Kosovo Serb Politician Ivanovic’s Custody Extended

Oliver Ivanovic, who is on trial for war crimes and ordering the killings of Kosovo Albanians, has been remanded for another two months despite a new plea from the Serbian president.
Behar Mustafa, Petrit Collaku
BIRN
Mitrovica, Pristina
Ivanovic in court. Photo: Beta.
The court in Mitrovica in northern Kosovo on Thursday extended Ivanovic’s custody, ignoring the latest top-level appeal from Belgrade for him to be freed on bail during his trial.
Serbian president Tomislav Nikolic said that Ivanovic’s release from detention would be “a confirmation of respect for basic human rights and impartiality of court proceedings”.
Nikolic said that the Serbian government had offered guarantees that Ivanovic would attend court when asked if released, so to keep him in custody represented “an abuse of justice”.
A former Serbian government official and head of a Kosovo Serb political party called Freedom, Democracy, Justice, Oliver Ivanovic is accused of war crimes by ordering the murder of ethnic Albanians in Mitrovica on April 14, 1999 during the NATO bombing, when he was allegedly the leader of a paramilitary police unit.
He is also accused, along with another person, of inciting the killing of ethnic Albanians during unrest that erupted after the war on February 3, 2000, when many Albanians were driven from their homes.
Two set of witnesses this week testified that they saw Ivanovic in uniform in 1999, contrary to his insistence that he never wore military clothing during the conflict.

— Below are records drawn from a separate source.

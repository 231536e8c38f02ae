// Copyright 2025-present Harīṣh Tummalachērla
// SPDX-License-Identifier: Apache-2.0

//! On-disk format for index records.
//!
//! A record is one JSON object with fixed top-level keys:
//!
//! ```text
//! {
//!   "format": 1,                  ◀── checked before anything else is parsed
//!   "checksum": 2893476551,       ◀── CRC32 of the canonical body
//!   "envversion": {...},          ◀── extension → version, for staleness
//!   "analyzer": {...},            ◀── tokenizer policy queries must reuse
//!   "docnames": [...], "filenames": [...], "titles": [...],
//!   "terms": {...}, "titleterms": {...},
//!   "wordstems": {...},           ◀── indexed word → its term, for prefixes
//!   "objects": {...}
//! }
//! ```
//!
//! The `Js` flavour wraps the same JSON in `Search.setIndex(...)` so a page
//! can pull it in with a plain `<script>` tag. `decode` accepts both.
//!
//! # Security Considerations
//!
//! Records may come from a CDN or a cache, so decoding treats them as
//! untrusted: size is capped before parsing, the version is probed before
//! the full parse, the checksum catches bit rot, and `validate_record`
//! catches anything structurally inconsistent that still checksums fine.

mod envelope;

pub use envelope::{strip_js_wrapper, JS_PREFIX, JS_SUFFIX};

use std::fs;
use std::path::Path;

use crc32fast::Hasher as Crc32Hasher;
use serde::{Deserialize, Serialize};
use tracing::debug;

use crate::error::LoadError;
use crate::types::{EnvVersions, IndexRecord};
use crate::verify::validate_record;

/// Current format version.
pub const FORMAT_VERSION: u32 = 1;

/// Maximum record size: 100 MB (prevents huge allocations).
pub const MAX_FILE_SIZE: usize = 100 * 1024 * 1024;

/// Maximum number of documents.
pub const MAX_DOC_COUNT: u32 = 10_000_000;

/// How a record is written to disk.
#[derive(Debug, Clone, Copy, PartialEq, Eq, Default)]
pub enum RecordFormat {
    #[default]
    Json,
    Js,
}

impl RecordFormat {
    /// Conventional file name for this flavour.
    pub fn file_name(self) -> &'static str {
        match self {
            RecordFormat::Json => "searchindex.json",
            RecordFormat::Js => "searchindex.js",
        }
    }
}

#[derive(Serialize)]
struct StoredRecordRef<'a> {
    format: u32,
    checksum: u32,
    #[serde(flatten)]
    record: &'a IndexRecord,
}

#[derive(Deserialize)]
struct StoredRecord {
    checksum: u32,
    #[serde(flatten)]
    record: IndexRecord,
}

#[derive(Deserialize)]
struct FormatProbe {
    format: Option<u32>,
}

/// CRC32 over the canonical serialization of `record`.
pub fn checksum(record: &IndexRecord) -> Result<u32, serde_json::Error> {
    let body = serde_json::to_vec(record)?;
    let mut hasher = Crc32Hasher::new();
    hasher.update(&body);
    Ok(hasher.finalize())
}

/// Serialize a record. Deterministic: equal records give equal bytes.
pub fn encode(record: &IndexRecord, format: RecordFormat) -> Result<Vec<u8>, serde_json::Error> {
    let stored = StoredRecordRef {
        format: FORMAT_VERSION,
        checksum: checksum(record)?,
        record,
    };
    let json = serde_json::to_vec(&stored)?;

    Ok(match format {
        RecordFormat::Json => json,
        RecordFormat::Js => {
            let mut out = Vec::with_capacity(json.len() + JS_PREFIX.len() + JS_SUFFIX.len());
            out.extend_from_slice(JS_PREFIX.as_bytes());
            out.extend_from_slice(&json);
            out.extend_from_slice(JS_SUFFIX.as_bytes());
            out
        }
    })
}

/// Parse and fully validate a serialized record (either flavour).
pub fn decode(bytes: &[u8]) -> Result<IndexRecord, LoadError> {
    if bytes.len() > MAX_FILE_SIZE {
        return Err(LoadError::TooLarge {
            size: bytes.len(),
            max: MAX_FILE_SIZE,
        });
    }

    let text = std::str::from_utf8(bytes)
        .map_err(|e| LoadError::Malformed(format!("not UTF-8: {}", e)))?;
    let json = strip_js_wrapper(text);

    let probe: FormatProbe =
        serde_json::from_str(json).map_err(|e| LoadError::Malformed(e.to_string()))?;
    match probe.format {
        Some(FORMAT_VERSION) => {}
        Some(found) => {
            return Err(LoadError::VersionMismatch {
                expected: FORMAT_VERSION,
                found,
            })
        }
        None => return Err(LoadError::Malformed("missing 'format' field".to_string())),
    }

    let stored: StoredRecord =
        serde_json::from_str(json).map_err(|e| LoadError::Malformed(e.to_string()))?;

    let computed =
        checksum(&stored.record).map_err(|e| LoadError::Malformed(e.to_string()))?;
    if computed != stored.checksum {
        return Err(LoadError::ChecksumMismatch {
            stored: stored.checksum,
            computed,
        });
    }

    validate_record(&stored.record)?;
    Ok(stored.record)
}

/// Read and decode a record from disk.
pub fn load(path: impl AsRef<Path>) -> Result<IndexRecord, LoadError> {
    let path = path.as_ref();
    let size = fs::metadata(path)?.len();
    if size > MAX_FILE_SIZE as u64 {
        return Err(LoadError::TooLarge {
            size: size as usize,
            max: MAX_FILE_SIZE,
        });
    }

    let bytes = fs::read(path)?;
    let record = decode(&bytes)?;
    debug!(
        path = %path.display(),
        docs = record.doc_count(),
        terms = record.terms.len(),
        "loaded index record"
    );
    Ok(record)
}

impl IndexRecord {
    /// Compare this record's env versions against what the reader expects.
    ///
    /// Every key in `expected` must be present with the same version. Extra
    /// keys in the record are ignored.
    pub fn check_env(&self, expected: &EnvVersions) -> Result<(), LoadError> {
        for (key, &version) in expected {
            let found = self.envversion.get(key).copied();
            if found != Some(version) {
                return Err(LoadError::StaleEnvironment {
                    key: key.clone(),
                    expected: version,
                    found,
                });
            }
        }
        Ok(())
    }
}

The latest witness to testify on Thursday, Faik Hyseni, said he saw Ivanovic wearing a paramilitary jacket during the war.
“He was wearing sports clothes and he had same jacket as the other 500 paramilitaries in Mitrovica had as a uniform,” Hyseni testified. But he said he never heard Ivanovic give an order.
On Wednesday, an Albanian couple, Zeqir and Nurije Alija from Gjakova/Djakovica, testified that they were travelling to Montenegro in 1999 when their bus was stopped by two men in “military or paramilitary” clothing. They said they later realised that one of them was Ivanovic after seeing him on television when he was an MP in Kosovo’s parliament.
A third witness on Wednesday, teacher Florije Peci, testified that she heard that Ivanovic committed crimes in 1999 but never saw him do so.
This caused Ivanovic’s lawyer, Nebojsa Vlajic, to say that the prosecution witnesses were failing to prove the defendant’s guilt.
“None of the witnesses so far could confirm the indictment against my client,” Vlajic told BIRN.
Four other defendants, Dragoljub Delibasic, Aleksandar Lazovic, and father and son Ilija and Nebojsa Vujacic, also face charges of murder or attempted murder.
All of them have pleaded not guilty.
The trial will continue on March 11.